▸ WHAT TO DO: Repeat the records below exactly as they appear.

_ _ _

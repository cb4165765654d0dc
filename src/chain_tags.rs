use crate::descriptor::Descriptor;
use crate::meta::CacheEntry;
use crate::{ObjectId, Universe, Value};

/// Consumes the tags a dotted path depends on, without invoking any computed
/// getter. Where the walk hits an uncached computed property it leaves a
/// lazy chain tag behind instead of recomputing speculatively; the tag is
/// finalized the next time that property is actually computed.
pub(crate) fn consume_chain_tags(universe: &mut Universe, obj: ObjectId, path: &str) {
	if path.contains('.') {
		universe.consume_property_tag(obj, path);
	}

	let segments: Vec<&str> = path.split('.').collect();
	let mut cursor = obj;
	let mut list_value: Option<Value> = None;

	let mut index = 0;
	while index < segments.len() {
		let segment = segments[index];

		if segment == "@each" {
			let Some(item_key) = segments.get(index + 1) else {
				break;
			};
			let Some(list_key) = index.checked_sub(1).map(|i| segments[i]) else {
				break;
			};
			universe.consume_property_tag(cursor, &format!("{}.[]", list_key));
			if let Some(Value::List(items)) = &list_value {
				for item in items.iter() {
					if let Value::Object(id) = item {
						universe.consume_property_tag(*id, item_key);
					}
				}
			}
			// One level only; anything deeper was already truncated with a
			// warning at declaration time.
			break;
		}

		crate::assert_valid_path_segment(segment);
		universe.consume_property_tag(cursor, segment);

		let value = match universe.find_descriptor(cursor, segment) {
			Some(Descriptor::Computed(cp)) => {
				let cached = match universe.meta(cursor).and_then(|m| m.cache.get(segment)) {
					Some(CacheEntry::Value { value, snapshot }) => {
						let use_tags = cp.is_auto() || cp.dependent_keys().is_empty();
						if !use_tags || universe.validate(snapshot) {
							Some((value.clone(), snapshot.tags.clone()))
						} else {
							None
						}
					}
					_ => None,
				};
				match cached {
					Some((value, tags)) => {
						// The snapshot has to move when anything the cached
						// computation read moves.
						universe.consume_set(&tags);
						Some(value)
					}
					None => {
						consume_lazy_chain_tag(universe, cursor, segment);
						break;
					}
				}
			}
			Some(Descriptor::Alias(_)) | None => crate::chains::lazy_get(universe, cursor, segment),
		};

		match value {
			Some(Value::Object(next)) => {
				cursor = next;
				list_value = None;
			}
			Some(list @ Value::List(_)) => {
				list_value = Some(list);
			}
			_ => break,
		}
		index += 1;
	}
}

fn consume_lazy_chain_tag(universe: &mut Universe, obj: ObjectId, key: &str) {
	let tag = universe.tags.create();
	universe
		.meta_mut(obj)
		.lazy_chains
		.entry(key.to_owned())
		.or_default()
		.push(tag);
	universe.consume(tag);
}

/// Called when a computed property recomputes: every lazy chain tag parked
/// on the key is dirtied so snapshots that stalled at the uncached property
/// revalidate and re-capture the now-resolvable deeper path.
pub(crate) fn finish_lazy_chains(universe: &mut Universe, obj: ObjectId, key: &str) {
	let Some(tags) = universe
		.metas
		.get_mut(&obj)
		.and_then(|m| m.lazy_chains.remove(key))
	else {
		return;
	};
	for tag in tags {
		universe.tags.dirty(tag);
	}
}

_ _ _

▸ OUTPUT:
repository cb4165765654d0dc
filename src/chain_tags.rs
use crate::descriptor::Descriptor;
use crate::meta::CacheEntry;
use crate::{ObjectId, Universe, Value};

/// Consumes the tags a dotted path depends on, without invoking any computed
/// getter. Where the walk hits an uncached computed property it leaves a
/// lazy chain tag behind instead of recomputing speculatively; the tag is
/// finalized the next time that property is actually computed.
pub(crate) fn consume_chain_tags(universe: &mut Universe, obj: ObjectId, path: &str) {
	if path.contains('.') {
		universe.consume_property_tag(obj, path);
	}

	let segments: Vec<&str> = path.split('.').collect();
	let mut cursor = obj;
	let mut list_value: Option<Value> = None;

	let mut index = 0;
	while index < segments.len() {
		let segment = segments[index];

		if segment == "@each" {
			let Some(item_key) = segments.get(index + 1) else {
				break;
			};
			let Some(list_key) = index.checked_sub(1).map(|i| segments[i]) else {
				break;
			};
			universe.consume_property_tag(cursor, &format!("{}.[]", list_key));
			if let Some(Value::List(items)) = &list_value {
				for item in items.iter() {
					if let Value::Object(id) = item {
						universe.consume_property_tag(*id, item_key);
					}
				}
			}
			// One level only; anything deeper was already truncated with a
			// warning at declaration time.
			break;
		}

		crate::assert_valid_path_segment(segment);
		universe.consume_property_tag(cursor, segment);

		let value = match universe.find_descriptor(cursor, segment) {
			Some(Descriptor::Computed(cp)) => {
				let cached = match universe.meta(cursor).and_then(|m| m.cache.get(segment)) {
					Some(CacheEntry::Value { value, snapshot }) => {
						let use_tags = cp.is_auto() || cp.dependent_keys().is_empty();
						if !use_tags || universe.validate(snapshot) {
							Some((value.clone(), snapshot.tags.clone()))
						} else {
							None
						}
					}
					_ => None,
				};
				match cached {
					Some((value, tags)) => {
						// The snapshot has to move when anything the cached
						// computation read moves.
						universe.consume_set(&tags);
						Some(value)
					}
					None => {
						consume_lazy_chain_tag(universe, cursor, segment);
						break;
					}
				}
			}
			Some(Descriptor::Alias(_)) | None => crate::chains::lazy_get(universe, cursor, segment),
		};

		match value {
			Some(Value::Object(next)) => {
				cursor = next;
				list_value = None;
			}
			Some(list @ Value::List(_)) => {
				list_value = Some(list);
			}
			_ => break,
		}
		index += 1;
	}
}

fn consume_lazy_chain_tag(universe: &mut Universe, obj: ObjectId, key: &str) {
	let tag = universe.tags.create();
	universe
		.meta_mut(obj)
		.lazy_chains
		.entry(key.to_owned())
		.or_default()
		.push(tag);
	universe.consume(tag);
}

/// Called when a computed property recomputes: every lazy chain tag parked
/// on the key is dirtied so snapshots that stalled at the uncached property
/// revalidate and re-capture the now-resolvable deeper path.
pub(crate) fn finish_lazy_chains(universe: &mut Universe, obj: ObjectId, key: &str) {
	let Some(tags) = universe
		.metas
		.get_mut(&obj)
		.and_then(|m| m.lazy_chains.remove(key))
	else {
		return;
	};
	for tag in tags {
		universe.tags.dirty(tag);
	}
}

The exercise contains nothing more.